Salta - Huamanga : 48 cols à +4000m

C’est l’itinéraire de notre périple qui nous a le plus marqué. Un parcours hors du temps traversant l’altiplano bolivien puis les montagnes russes ; péruviennes pardon ! Nous avons traversé seulement une ville de plus de 5000 habitants en 3500km (dont 75% sur piste) mais c’est finalement cette solitude qui nous a offert de magnifiques rencontres.


Etape 1 : traversée de la Puna d’Atacama  
[672km - 60% sur piste]
Salta (Argentine) – San Pedro d’Atacama (Chili)

6 cols : abra del Acay (4960m), alto Chorrillos (4555m), abra Arizaro (4330m), abra Sico (4458m), abra El Laco (4578m), col anonyme (4100m)






Nous partons de Salta à 1200m, une ville entourée de verdure. Celle-ci va rapidement disparaitre au profit de la Puna d’Atacama, un haut plateau aride (85% argentin, 15% chilien) qu’on ne doit pas confondre avec le désert d’Atacama (une autre région, située au nord du Chili). La difficulté de cette étape est l’acclimatation. En effet celle-ci est difficile car nous avons quasiment 250km de montée jusqu’à l’abra del Acay situé plus haut que le Mont Blanc. Seul le col de la Piedra del Molino (3360m) où nous dormons nous permet une acclimatation précaire. Le reste de cette montée se fait lentement, en essayant de respecter les +400m par jour maximum.

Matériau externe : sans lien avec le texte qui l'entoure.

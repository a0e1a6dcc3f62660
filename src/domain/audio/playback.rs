use super::error::PlaybackError;
use super::model::AudioBuffer;
use crate::infrastructure::audio::{AudioDevice, AudioOutput};
use std::sync::{Arc, Mutex, MutexGuard, PoisonError};
use tokio::sync::watch;
use tokio::task::JoinHandle;

/// Frames handed to the device per write
const CHUNK_FRAMES: usize = 4096;

/// Playback event handler
pub type PlaybackCallback = Arc<dyn Fn() + Send + Sync>;

#[derive(Debug, Clone, PartialEq, Eq)]
pub enum PlaybackState {
    Idle,
    Playing,
    Finished,
    Stopped,
    Failed(String),
}

impl PlaybackState {
    pub fn is_terminal(&self) -> bool {
        matches!(self, Self::Finished | Self::Stopped | Self::Failed(_))
    }
}

/// Holds at most one handler; setting a new one replaces the old one.
#[derive(Clone, Default)]
struct CallbackSlot(Arc<Mutex<Option<PlaybackCallback>>>);

impl CallbackSlot {
    fn set(&self, callback: PlaybackCallback) {
        *lock(&self.0) = Some(callback);
    }

    fn fire(&self) {
        // Clone out of the lock so a handler may re-register itself
        let callback = lock(&self.0).clone();
        if let Some(callback) = callback {
            callback();
        }
    }
}

fn lock<T>(mutex: &Mutex<T>) -> MutexGuard<'_, T> {
    mutex.lock().unwrap_or_else(PoisonError::into_inner)
}

/// Closes the device when the playback task ends, including when it is aborted.
struct DeviceGuard(Box<dyn AudioDevice>);

impl Drop for DeviceGuard {
    fn drop(&mut self) {
        self.0.close();
    }
}

/// One utterance on its way to an output device.
///
/// `start` may be called once. `stop` halts the signal, releases the device
/// before returning, and guarantees the end handler will not fire afterwards.
pub struct Playback {
    output: Arc<dyn AudioOutput>,
    buffer: Arc<AudioBuffer>,
    on_start: CallbackSlot,
    on_end: CallbackSlot,
    state: Arc<watch::Sender<PlaybackState>>,
    task: Mutex<Option<JoinHandle<()>>>,
}

impl Playback {
    pub fn new(output: Arc<dyn AudioOutput>, buffer: AudioBuffer) -> Self {
        let (state, _) = watch::channel(PlaybackState::Idle);
        Self {
            output,
            buffer: Arc::new(buffer),
            on_start: CallbackSlot::default(),
            on_end: CallbackSlot::default(),
            state: Arc::new(state),
            task: Mutex::new(None),
        }
    }

    /// Replaces any previously set start handler
    pub fn set_on_start(&self, callback: impl Fn() + Send + Sync + 'static) {
        self.on_start.set(Arc::new(callback));
    }

    /// Replaces any previously set end handler
    pub fn set_on_end(&self, callback: impl Fn() + Send + Sync + 'static) {
        self.on_end.set(Arc::new(callback));
    }

    pub fn state(&self) -> PlaybackState {
        self.state.borrow().clone()
    }

    pub fn buffer(&self) -> &AudioBuffer {
        &self.buffer
    }

    pub fn start(&self) -> Result<(), PlaybackError> {
        let started = self.state.send_if_modified(|state| {
            if *state == PlaybackState::Idle {
                *state = PlaybackState::Playing;
                true
            } else {
                false
            }
        });
        if !started {
            return Err(PlaybackError::AlreadyStarted);
        }

        let task = tokio::spawn(run(
            self.output.clone(),
            self.buffer.clone(),
            self.on_start.clone(),
            self.on_end.clone(),
            self.state.clone(),
        ));
        *lock(&self.task) = Some(task);
        Ok(())
    }

    /// Halt playback and release the device. A no-op once playback has ended.
    pub async fn stop(&self) {
        let stopped = self.state.send_if_modified(|state| {
            if matches!(state, PlaybackState::Idle | PlaybackState::Playing) {
                *state = PlaybackState::Stopped;
                true
            } else {
                false
            }
        });

        let task = lock(&self.task).take();
        if let Some(task) = task {
            task.abort();
            // Aborted tasks are dropped, and their device closed, before the join resolves
            let _ = task.await;
        }

        if stopped {
            tracing::info!("Playback stopped");
        }
    }

    /// Wait until playback finishes, is stopped, or fails
    pub async fn wait(&self) -> Result<(), PlaybackError> {
        let mut state = self.state.subscribe();
        loop {
            match &*state.borrow_and_update() {
                PlaybackState::Finished | PlaybackState::Stopped => return Ok(()),
                PlaybackState::Failed(reason) => return Err(PlaybackError::Failed(reason.clone())),
                PlaybackState::Idle | PlaybackState::Playing => {}
            }
            if state.changed().await.is_err() {
                return Ok(());
            }
        }
    }
}

impl Drop for Playback {
    fn drop(&mut self) {
        if let Some(task) = lock(&self.task).take() {
            task.abort();
        }
    }
}

async fn run(
    output: Arc<dyn AudioOutput>,
    buffer: Arc<AudioBuffer>,
    on_start: CallbackSlot,
    on_end: CallbackSlot,
    state: Arc<watch::Sender<PlaybackState>>,
) {
    match play(output.as_ref(), &buffer, &on_start, &state).await {
        Ok(()) => {
            // Only a playback that was not stopped meanwhile reports its end
            let finished = state.send_if_modified(|s| {
                if *s == PlaybackState::Playing {
                    *s = PlaybackState::Finished;
                    true
                } else {
                    false
                }
            });
            if finished {
                tracing::debug!(frames = buffer.len(), "Playback finished");
                on_end.fire();
            }
        }
        Err(e) => {
            tracing::error!(error = %e, "Playback failed");
            state.send_if_modified(|s| {
                if *s == PlaybackState::Playing {
                    *s = PlaybackState::Failed(e.to_string());
                    true
                } else {
                    false
                }
            });
        }
    }
}

async fn play(
    output: &dyn AudioOutput,
    buffer: &AudioBuffer,
    on_start: &CallbackSlot,
    state: &watch::Sender<PlaybackState>,
) -> Result<(), PlaybackError> {
    let channels = u16::try_from(buffer.channel_count())
        .map_err(|_| PlaybackError::Device(format!("too many channels: {}", buffer.channel_count())))?;
    let mut device = DeviceGuard(output.open(buffer.sample_rate(), channels).await?);

    tracing::debug!(
        channels = channels,
        sample_rate = buffer.sample_rate(),
        duration_ms = buffer.duration().as_millis() as u64,
        "Playback started"
    );
    on_start.fire();

    let mut frame = 0;
    while frame < buffer.len() {
        if *state.borrow() != PlaybackState::Playing {
            return Ok(());
        }
        let end = (frame + CHUNK_FRAMES).min(buffer.len());
        device.0.write(&buffer.interleaved_range(frame, end)).await?;
        frame = end;
    }
    device.0.drain().await
}
use super::error::AudioError;
use std::time::Duration;

/// Decoded PCM audio, one sample vector per channel.
///
/// All channels share `sample_rate` and length. Processing stages never
/// mutate a buffer in place; they return a new one of the same shape.
#[derive(Debug, Clone, PartialEq)]
pub struct AudioBuffer {
    channels: Vec<Vec<f32>>,
    sample_rate: u32,
}

impl AudioBuffer {
    pub fn new(channels: Vec<Vec<f32>>, sample_rate: u32) -> Result<Self, AudioError> {
        let Some(first) = channels.first() else {
            return Err(AudioError::InvalidBuffer("buffer has no channels".to_string()));
        };
        if sample_rate == 0 {
            return Err(AudioError::InvalidBuffer("sample rate must be positive".to_string()));
        }
        let length = first.len();
        if let Some((index, channel)) = channels.iter().enumerate().find(|(_, c)| c.len() != length) {
            return Err(AudioError::InvalidBuffer(format!(
                "channel {} has {} samples, expected {}",
                index,
                channel.len(),
                length
            )));
        }
        if let Some((index, sample)) = channels
            .iter()
            .flat_map(|c| c.iter().enumerate())
            .find(|(_, s)| !s.is_finite())
        {
            return Err(AudioError::InvalidBuffer(format!(
                "non-finite sample {} at frame {}",
                sample, index
            )));
        }

        Ok(Self {
            channels,
            sample_rate,
        })
    }

    /// Split an interleaved frame sequence into channels
    pub fn from_interleaved(samples: &[f32], channel_count: usize, sample_rate: u32) -> Result<Self, AudioError> {
        if channel_count == 0 || samples.len() % channel_count != 0 {
            return Err(AudioError::InvalidBuffer(format!(
                "{} interleaved samples do not divide into {} channels",
                samples.len(),
                channel_count
            )));
        }
        let mut channels = vec![Vec::with_capacity(samples.len() / channel_count); channel_count];
        for frame in samples.chunks_exact(channel_count) {
            for (channel, sample) in channels.iter_mut().zip(frame) {
                channel.push(*sample);
            }
        }
        Self::new(channels, sample_rate)
    }

    /// Build a buffer of the same sample rate from already validated channels
    pub(crate) fn with_channels(&self, channels: Vec<Vec<f32>>) -> Self {
        debug_assert_eq!(channels.len(), self.channels.len());
        Self {
            channels,
            sample_rate: self.sample_rate,
        }
    }

    pub fn channels(&self) -> &[Vec<f32>] {
        &self.channels
    }

    pub fn channel_count(&self) -> usize {
        self.channels.len()
    }

    pub fn sample_rate(&self) -> u32 {
        self.sample_rate
    }

    /// Frames per channel
    pub fn len(&self) -> usize {
        self.channels[0].len()
    }

    pub fn is_empty(&self) -> bool {
        self.len() == 0
    }

    pub fn duration(&self) -> Duration {
        Duration::from_secs_f64(self.len() as f64 / self.sample_rate as f64)
    }

    /// Interleaved samples for frames `start..end`
    pub fn interleaved_range(&self, start: usize, end: usize) -> Vec<f32> {
        let end = end.min(self.len());
        let start = start.min(end);
        let mut out = Vec::with_capacity((end - start) * self.channels.len());
        for frame in start..end {
            for channel in &self.channels {
                out.push(channel[frame]);
            }
        }
        out
    }

    pub fn interleaved(&self) -> Vec<f32> {
        self.interleaved_range(0, self.len())
    }
}

/// Loudness normalization settings
#[derive(Debug, Clone, Copy, PartialEq)]
pub struct NormalizationParams {
    pub target_rms: f32,
    /// Magnitude above which the soft limiter starts bending samples toward 1.0
    pub limiter_threshold: f32,
}

impl Default for NormalizationParams {
    fn default() -> Self {
        Self {
            target_rms: 0.2,
            limiter_threshold: 0.8,
        }
    }
}

impl NormalizationParams {
    pub fn validate(&self) -> Result<(), AudioError> {
        if !(self.target_rms > 0.0 && self.target_rms <= 1.0) {
            return Err(AudioError::InvalidParams(format!(
                "target RMS must be in (0, 1], got {}",
                self.target_rms
            )));
        }
        if !(self.limiter_threshold > 0.0 && self.limiter_threshold < 1.0) {
            return Err(AudioError::InvalidParams(format!(
                "limiter threshold must be in (0, 1), got {}",
                self.limiter_threshold
            )));
        }
        Ok(())
    }
}

/// Parameters for one dynamics stage (compressor or limiter)
#[derive(Debug, Clone, Copy, PartialEq)]
pub struct DynamicsParams {
    pub threshold_db: f32,
    pub knee_db: f32,
    pub ratio: f32,
    pub attack_secs: f32,
    pub release_secs: f32,
}

impl DynamicsParams {
    /// Wide knee, high ratio, fast attack, slow release
    pub fn compressor() -> Self {
        Self {
            threshold_db: -24.0,
            knee_db: 30.0,
            ratio: 12.0,
            attack_secs: 0.003,
            release_secs: 0.25,
        }
    }

    /// Hard knee, very fast attack and release
    pub fn limiter() -> Self {
        Self {
            threshold_db: -2.0,
            knee_db: 0.0,
            ratio: 20.0,
            attack_secs: 0.001,
            release_secs: 0.01,
        }
    }

    pub fn validate(&self) -> Result<(), AudioError> {
        if self.ratio < 1.0 {
            return Err(AudioError::InvalidParams(format!("ratio must be >= 1, got {}", self.ratio)));
        }
        if self.knee_db < 0.0 || self.attack_secs < 0.0 || self.release_secs < 0.0 {
            return Err(AudioError::InvalidParams(
                "knee, attack and release must not be negative".to_string(),
            ));
        }
        if self.threshold_db > 0.0 {
            return Err(AudioError::InvalidParams(format!(
                "threshold must be at or below 0 dBFS, got {}",
                self.threshold_db
            )));
        }
        Ok(())
    }
}

/// Stages applied between the normalizer and the output device
#[derive(Debug, Clone, Copy, PartialEq)]
pub struct ChainParams {
    pub compressor: DynamicsParams,
    pub limiter: DynamicsParams,
    pub output_gain: f32,
}

impl Default for ChainParams {
    fn default() -> Self {
        Self {
            compressor: DynamicsParams::compressor(),
            limiter: DynamicsParams::limiter(),
            output_gain: 0.9,
        }
    }
}

impl ChainParams {
    pub fn validate(&self) -> Result<(), AudioError> {
        self.compressor.validate()?;
        self.limiter.validate()?;
        if !(self.output_gain > 0.0 && self.output_gain <= 1.0) {
            return Err(AudioError::InvalidParams(format!(
                "output gain must be in (0, 1], got {}",
                self.output_gain
            )));
        }
        Ok(())
    }
}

Seulement nous tombons malade, surtout Pauline, qui se déshydrate peu à peu (diarrhée). Dilemme : monter plus vite au risque d’avoir le mal aigu des montagnes ou bien continuer à se déshydrater au risque de se mettre dans le rouge ? Nous décidons d’accélérer l’ascension, nous passons la barre des 4960m exténués et arrivons à un village à la nuit où nous sommes hébergés par les militaires.


La région de Salta (Arg) est bien loin de ce que nous nous imaginions de l’Argentine. Ici, nous nous croyons déjà en Bolivie. Les 250km suivants sont un pur désert montagneux : la nature est à l’état brut et nous avons la sensation de pédaler sur une planète inhabitée. Nous croisons sur 250km environ cinq voitures par jour, un seul village et un passage de frontière.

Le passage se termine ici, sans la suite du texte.